As a two-year-old toddler I started drawing, when I came back to my birth mother to live with her again. I just always felt the need to express myself to understand the world and feel myself. I felt pain through sadness which I wanted to cure. I thought for some time that I've had two mothers which I only learned to understand as a teenager that I have only one real mother and I love her a lot. Drawing made all the sadness go away which took years. But life always makes you to get through more pain in different situations. But it was also building my own world and understanding my emotions, my world inside my heart

and the outside world of the people around me.

I gotten a younger half-brother at the age of three and I gotten very happy to have my own real sibling, outside of foster care. Life is harder on him though he has been born blind but I'm proud of him how strong he is and how he manages. He is very intelligent and the strongest person I know. We are very close friends. As I was six years old, I was getting a second brother also which is quite a storyteller and I always thought that he would become an author or actor of some sort, because he would have had the talent.

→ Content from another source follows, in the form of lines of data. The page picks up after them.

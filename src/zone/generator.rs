//! Zone file rendering
//!
//! Records are grouped by type in a fixed preferred order, then any other
//! types in the order they were first seen. Within a group the input order
//! is preserved.

use super::{constants, fqdn};
use crate::record::{Record, RecordType};
use chrono::Utc;
use std::fmt::Write;
use tracing::warn;

const PREFERRED_ORDER: &[RecordType] = &[
    RecordType::NS,
    RecordType::A,
    RecordType::AAAA,
    RecordType::CNAME,
    RecordType::MX,
    RecordType::TXT,
    RecordType::SRV,
    RecordType::PTR,
    RecordType::CAA,
];

const MIN_NAME_WIDTH: usize = 24;
const TTL_WIDTH: usize = 8;
const TYPE_WIDTH: usize = 6;

/// Render records as zone file text for `zone_name`
pub fn generate(zone_name: &str, records: &[Record]) -> String {
    let mut out = String::new();
    let origin = fqdn(zone_name);

    let _ = writeln!(out, "; Zone file for {}", zone_name.trim_end_matches('.'));
    let _ = writeln!(
        out,
        "; Generated {} ({} records)",
        Utc::now().format("%Y-%m-%d %H:%M:%S UTC"),
        records.len()
    );
    let _ = writeln!(out, ";");
    let _ = writeln!(out, "$TTL {}", constants::DEFAULT_TTL);
    let _ = writeln!(out, "$ORIGIN {}", origin);

    let name_width = records
        .iter()
        .map(|r| r.name.len())
        .max()
        .unwrap_or(0)
        .max(MIN_NAME_WIDTH);

    for (rtype, group) in group_by_type(records) {
        let _ = writeln!(out);
        let _ = writeln!(out, "; {} records", rtype);

        for record in group {
            let value = match record.wire_value() {
                Ok(value) => value,
                Err(e) => {
                    warn!("Skipping {} while rendering {}: {}", record, zone_name, e);
                    continue;
                }
            };
            let _ = writeln!(
                out,
                "{:<name_width$} {:<TTL_WIDTH$} IN {:<TYPE_WIDTH$} {}",
                record.name,
                record.ttl,
                record.rtype.as_str(),
                value,
            );
        }
    }

    out
}

fn group_by_type(records: &[Record]) -> Vec<(RecordType, Vec<&Record>)> {
    let mut groups: Vec<(RecordType, Vec<&Record>)> = PREFERRED_ORDER
        .iter()
        .map(|rtype| (rtype.clone(), Vec::new()))
        .collect();

    for record in records {
        match groups.iter_mut().find(|(rtype, _)| *rtype == record.rtype) {
            Some((_, group)) => group.push(record),
            None => groups.push((record.rtype.clone(), vec![record])),
        }
    }

    groups.retain(|(_, group)| !group.is_empty());
    groups
}
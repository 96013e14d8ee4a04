//! External server collaborators
//!
//! The engine never speaks DNS itself. Everything it does to the server goes
//! through a `CommandRunner`, which makes the update, control, transfer and
//! checker channels replaceable in tests.

pub mod checkzone;
pub mod command;
pub mod control;

pub use checkzone::ZoneChecker;
pub use command::{CommandOutput, CommandRunner, ProcessRunner};
pub use control::{ServerControl, ServerStatus};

But it isn’t in my hands what he does.

I started in fact with drawing everyday with just the normal equipment’s you can get, pencils, crayons, felt pens and Watercolours I think I've started in primary school, not too sure maybe even earlier. I loved cartoons at a certain age how it’s typical for kids, but I tried drawing those until I've got them right and the kids in school have become jealous about it until some where mean about me able to draw them and they weren’t, and some wanted me to draw it for them. I mostly had haters towards me not many friends at all. But I learned to deal with it by drawing more. Even though I was being bullied a lot becoming a teenager, which I never understood the reason and today I don’t even want to know the reason for it any longer.

I've gotten into a lot of conflicts and misunderstandings with my mother because I've turned into a rebel, simply because I tried to find myself and I had to fight so many haters towards me as a teen, starting in kindergarten my first Bully, because I was smaller than him, he kept on pushing me around and took everything from me away, he made me cry, I never forgot how he made fun of my name and I didn't want to be seeing as weak, because I'm not.

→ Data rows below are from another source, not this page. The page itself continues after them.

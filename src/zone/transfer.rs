//! Zone transfers (AXFR/IXFR) pulled from a peer through the query tool
//!
//! The query tool prints the transfer in zone file presentation format. The
//! stream opens and closes with the zone's SOA; the closing copy is framing
//! and is dropped. Incremental transfers drop every SOA, since there they
//! delimit difference sequences rather than describe the zone.

use super::parser::{parse_ttl, strip_comment, tokenize};
use super::{Soa, relative_name, same_name};
use crate::dynamic_update::TsigKeyStore;
use crate::error::{BifrostError, Result};
use crate::record::{Record, RecordData, RecordType, codec};
use crate::server::{CommandOutput, CommandRunner};
use serde::{Deserialize, Serialize};
use std::fmt;
use std::path::PathBuf;
use std::sync::Arc;
use std::time::Duration;
use tracing::{debug, info, trace, warn};

/// Default transfer timeout
pub const DEFAULT_TRANSFER_TIMEOUT: Duration = Duration::from_secs(30);

/// Record count above which incremental transfers are recommended
pub const DEFAULT_LARGE_ZONE_THRESHOLD: usize = 10_000;

#[derive(Debug, Clone, Copy, PartialEq, Eq, Hash, Serialize, Deserialize)]
pub enum TransferType {
    #[serde(rename = "AXFR")]
    Axfr,
    #[serde(rename = "IXFR")]
    Ixfr,
}

impl TransferType {
    pub fn as_str(&self) -> &'static str {
        match self {
            TransferType::Axfr => "AXFR",
            TransferType::Ixfr => "IXFR",
        }
    }

    pub fn parse(s: &str) -> Option<Self> {
        match s.trim().to_uppercase().as_str() {
            "AXFR" => Some(TransferType::Axfr),
            "IXFR" => Some(TransferType::Ixfr),
            _ => None,
        }
    }
}

impl fmt::Display for TransferType {
    fn fmt(&self, f: &mut fmt::Formatter<'_>) -> fmt::Result {
        f.write_str(self.as_str())
    }
}

/// Per-transfer settings
#[derive(Debug, Clone)]
pub struct TransferOptions {
    /// TSIG key file for the transfer
    pub key_file: Option<PathBuf>,
    pub timeout: Duration,
    pub port: Option<u16>,
    /// Serial the caller already holds; required for IXFR
    pub serial: Option<u32>,
}

impl Default for TransferOptions {
    fn default() -> Self {
        Self {
            key_file: None,
            timeout: DEFAULT_TRANSFER_TIMEOUT,
            port: None,
            serial: None,
        }
    }
}

#[derive(Debug, Clone, PartialEq, Eq, Serialize)]
#[serde(rename_all = "camelCase")]
pub struct TransferResult {
    pub transfer_type: TransferType,
    pub records: Vec<Record>,
    pub record_count: usize,
    /// Serial of the first SOA in the stream
    pub serial: Option<u32>,
}

/// Pre-flight assessment of a transfer
#[derive(Debug, Clone, Default, PartialEq, Eq, Serialize)]
#[serde(rename_all = "camelCase")]
pub struct TransferValidation {
    pub valid: bool,
    pub record_count: usize,
    pub has_soa: bool,
    pub has_ns: bool,
    pub warnings: Vec<String>,
    pub errors: Vec<String>,
    pub recommend_incremental: bool,
}

/// Runs and interprets zone transfers
pub struct TransferOrchestrator {
    runner: Arc<dyn CommandRunner>,
    program: String,
    large_zone_threshold: usize,
    keys: Option<Arc<TsigKeyStore>>,
}

impl TransferOrchestrator {
    pub fn new(runner: Arc<dyn CommandRunner>, program: impl Into<String>) -> Self {
        Self {
            runner,
            program: program.into(),
            large_zone_threshold: DEFAULT_LARGE_ZONE_THRESHOLD,
            keys: None,
        }
    }

    /// Mark transfer keys used in `keys` after each successful transfer
    pub fn with_key_store(mut self, keys: Arc<TsigKeyStore>) -> Self {
        self.keys = Some(keys);
        self
    }

    pub fn with_large_zone_threshold(mut self, threshold: usize) -> Self {
        self.large_zone_threshold = threshold;
        self
    }

    /// Transfer `zone` from `peer`
    pub async fn transfer(
        &self,
        zone: &str,
        transfer_type: TransferType,
        peer: &str,
        options: &TransferOptions,
    ) -> Result<TransferResult> {
        let query = match transfer_type {
            TransferType::Axfr => "AXFR".to_string(),
            TransferType::Ixfr => {
                let serial = options.serial.ok_or_else(|| {
                    BifrostError::Configuration("IXFR requires the current serial".to_string())
                })?;
                format!("IXFR={}", serial)
            }
        };
        let args = self.build_args(zone, &query, peer, options, &[]);
        info!("Starting {} of {} from {}", transfer_type, zone, peer);

        let output = self.query(&args, options).await?;
        let result = parse_transfer(&output.stdout, zone, transfer_type, options.timeout)?;

        if !output.success() && result.records.is_empty() && result.serial.is_none() {
            return Err(BifrostError::Transaction(output.diagnostic()));
        }
        self.mark_key_used(options);

        info!(
            "{} of {} complete: {} records",
            transfer_type, zone, result.record_count
        );
        Ok(result)
    }

    /// Ask `peer` for the zone's SOA as it is serving it now
    pub async fn current_soa(&self, zone: &str, peer: &str, options: &TransferOptions) -> Result<Soa> {
        let args = self.build_args(zone, "SOA", peer, options, &["+noall", "+answer"]);
        let output = self.query(&args, options).await?;

        let answer = parse_transfer(&output.stdout, zone, TransferType::Axfr, options.timeout)?;
        let Some(record) = answer.records.into_iter().find(|r| r.rtype == RecordType::SOA) else {
            if !output.success() {
                return Err(BifrostError::Transaction(output.diagnostic()));
            }
            return Err(BifrostError::NotFound(format!("SOA of zone {} at {}", zone, peer)));
        };
        self.mark_key_used(options);

        let soa = record
            .value()
            .parse::<Soa>()
            .map_err(|e| BifrostError::invalid_record(&record.name, &record.rtype, e))?;
        debug!("Zone {} at {} is at serial {}", zone, peer, soa.serial);
        Ok(soa)
    }

    /// Transfer the zone and report whether it looks complete
    pub async fn validate(
        &self,
        zone: &str,
        peer: &str,
        transfer_type: TransferType,
        options: &TransferOptions,
    ) -> Result<TransferValidation> {
        let result = self.transfer(zone, transfer_type, peer, options).await?;
        Ok(self.assess(zone, &result))
    }

    /// Judge a completed transfer
    pub fn assess(&self, zone: &str, result: &TransferResult) -> TransferValidation {
        let mut validation = TransferValidation {
            record_count: result.record_count,
            has_soa: result.serial.is_some(),
            has_ns: result
                .records
                .iter()
                .any(|r| r.rtype == RecordType::NS && r.is_apex()),
            ..Default::default()
        };

        if result.record_count == 0 {
            validation
                .warnings
                .push("transfer returned no records (possibly empty zone)".to_string());
        }
        if !validation.has_soa {
            validation.errors.push(format!("zone {} has no SOA record", zone));
        }
        if !validation.has_ns {
            validation.errors.push(format!("zone {} has no NS records", zone));
        }
        if result.record_count > self.large_zone_threshold {
            validation.recommend_incremental = true;
            validation.warnings.push(format!(
                "zone has {} records (over {}); prefer incremental transfers",
                result.record_count, self.large_zone_threshold
            ));
        }

        validation.valid = validation.errors.is_empty();
        validation
    }

    async fn query(&self, args: &[String], options: &TransferOptions) -> Result<CommandOutput> {
        tokio::time::timeout(options.timeout, self.runner.run(&self.program, args, None))
            .await
            .map_err(|_| BifrostError::Timeout(options.timeout))?
            .map_err(|e| BifrostError::Transaction(format!("failed to run {}: {}", self.program, e)))
    }

    fn mark_key_used(&self, options: &TransferOptions) {
        if let (Some(keys), Some(key_file)) = (&self.keys, &options.key_file) {
            keys.mark_file_used(key_file);
        }
    }

    fn build_args(
        &self,
        zone: &str,
        query: &str,
        peer: &str,
        options: &TransferOptions,
        flags: &[&str],
    ) -> Vec<String> {
        let mut args = vec![format!("@{}", peer)];

        if let Some(port) = options.port {
            args.push("-p".to_string());
            args.push(port.to_string());
        }
        if let Some(key_file) = &options.key_file {
            args.push("-k".to_string());
            args.push(key_file.display().to_string());
        }

        args.push(zone.to_string());
        args.push(query.to_string());
        args.extend(flags.iter().map(|flag| flag.to_string()));

        args.push(format!("+time={}", options.timeout.as_secs().max(1)));
        args.push("+tries=1".to_string());
        args
    }
}

/// Interpret the query tool's transfer output
pub fn parse_transfer(
    output: &str,
    zone: &str,
    transfer_type: TransferType,
    timeout: Duration,
) -> Result<TransferResult> {
    let mut records = Vec::new();
    let mut serial = None;
    let mut soa_seen = false;

    for line in output.lines() {
        let trimmed = line.trim();

        if trimmed.starts_with(';') {
            let lower = trimmed.to_lowercase();
            if lower.contains("transfer failed") {
                return Err(BifrostError::Transaction(trimmed.trim_start_matches(';').trim().to_string()));
            }
            if lower.contains("timed out") || lower.contains("no servers could be reached") {
                return Err(BifrostError::Timeout(timeout));
            }
            continue;
        }

        let content = strip_comment(trimmed);
        if content.trim().is_empty() {
            continue;
        }

        let parts = tokenize(content);
        if parts.len() < 5 {
            trace!("Ignoring transfer output line: {}", trimmed);
            continue;
        }

        let Some(ttl) = parse_ttl(&parts[1]) else {
            debug!("Ignoring transfer output line without TTL: {}", trimmed);
            continue;
        };
        let rtype = match parts[3].parse::<RecordType>() {
            Ok(rtype) => rtype,
            Err(e) => {
                warn!("Skipping transfer record: {}", e);
                continue;
            }
        };
        let rdata = parts[4..].join(" ");

        let data = if rtype == RecordType::SOA {
            let first = !soa_seen;
            soa_seen = true;
            if first && same_name(&parts[0], zone) {
                serial = rdata.parse::<Soa>().ok().map(|soa| soa.serial);
            }
            if transfer_type == TransferType::Ixfr || !first {
                continue;
            }
            RecordData::new(rdata)
        } else {
            match codec::parse(&rtype, &rdata) {
                Ok(data) => data,
                Err(e) => {
                    warn!("Skipping malformed {} record {}: {}", rtype, parts[0], e);
                    continue;
                }
            }
        };

        records.push(Record {
            name: relative_name(&parts[0], zone),
            rtype,
            data,
            ttl,
        });
    }

    Ok(TransferResult {
        transfer_type,
        record_count: records.len(),
        records,
        serial,
    })
}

I’ve got tired of copying the cartoons of the tv as a nine-year-old and started creating my own, because an inner voice told me that it was better to do so and that I can. So, I did.

Besides only two friends through this lifetime from kid to teen has only one real one remained until still today, which is sadly distant but still real. Distant only because of living far apart. I think of her every day.

Besides I had grown a different hobby on the side of crocheting and knitting which brings me closer to my mother simply because that’s what she loves doing best, in my opinion she is the best knitter on the planet.

It’s her Art. At the age of fourteen I’ve completed my own summer top in two weeks or so. I love working with wool also, but I need to focus mostly on my drawing which is my hunger and thirst.

I loved one old Book filled with animals which belonged my mother, I’ve borrowed it to read and draw what inspired me to do so. And on the side, I drew my own cartoons developing it with pastel chalks it grew from there to portrait and nude drawings at fifteen looking from books.

At age thirteen I’ve got my first canvas and easel to work with as a gift. I experimented with it and my abstract journey begun than. Well, I can say that I created already all my life without question and without being taught by anyone else but myself.

I only started thinking that I am an artist as teenager because I started hearing the term, but I didn’t know about artists than except myself. Drawing became almost addictive, and I could never live without it, I needed to feed my soul by creating and I still do now. I made more and more my own ideas come to life since young adult hood and I feel like having so many ideas to do, that one lifetime won't be enough.

There is so much more to say about my ability to create and what I’ve gone through to achieve it, but that could be as long as a book.

Drawing developed into painting.

The painting hunger is never satisfied so I'll continue until I die.